**SUPPLIED MATERIAL**
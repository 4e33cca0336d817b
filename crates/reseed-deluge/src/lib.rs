#![forbid(unsafe_code)]
#![deny(
    dead_code,
    unused,
    unused_imports,
    unused_must_use,
    unreachable_pub,
    clippy::all,
    clippy::pedantic,
    clippy::nursery,
    rustdoc::broken_intra_doc_links,
    rustdoc::bare_urls,
    missing_docs
)]
#![allow(clippy::module_name_repetitions)]

//! Minimal Deluge 2 daemon client.
//!
//! Speaks the daemon's native RPC protocol: rencode payloads, zlib
//! compressed, framed with a version byte and a big-endian length, over TLS.
//! Only the handful of calls the importer needs are exposed.

pub mod client;
pub mod error;
pub mod rencode;
pub mod rpc;
pub mod tls;
pub mod transport;

pub use client::{DaemonEndpoint, DelugeClient};
pub use error::{DelugeError, DelugeResult};
pub use rencode::{DecodeError, Value};
pub use rpc::RpcSession;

**WHAT IS REQUIRED**
Nothing is to be altered; retype each entry exactly.

**SOLUTION TO THIS PROBLEM**
repository 4e33cca0336d817b
filename crates/reseed-deluge/src/lib.rs
#![forbid(unsafe_code)]
#![deny(
    dead_code,
    unused,
    unused_imports,
    unused_must_use,
    unreachable_pub,
    clippy::all,
    clippy::pedantic,
    clippy::nursery,
    rustdoc::broken_intra_doc_links,
    rustdoc::bare_urls,
    missing_docs
)]
#![allow(clippy::module_name_repetitions)]

//! Minimal Deluge 2 daemon client.
//!
//! Speaks the daemon's native RPC protocol: rencode payloads, zlib
//! compressed, framed with a version byte and a big-endian length, over TLS.
//! Only the handful of calls the importer needs are exposed.

pub mod client;
pub mod error;
pub mod rencode;
pub mod rpc;
pub mod tls;
pub mod transport;

pub use client::{DaemonEndpoint, DelugeClient};
pub use error::{DelugeError, DelugeResult};
pub use rencode::{DecodeError, Value};
pub use rpc::RpcSession;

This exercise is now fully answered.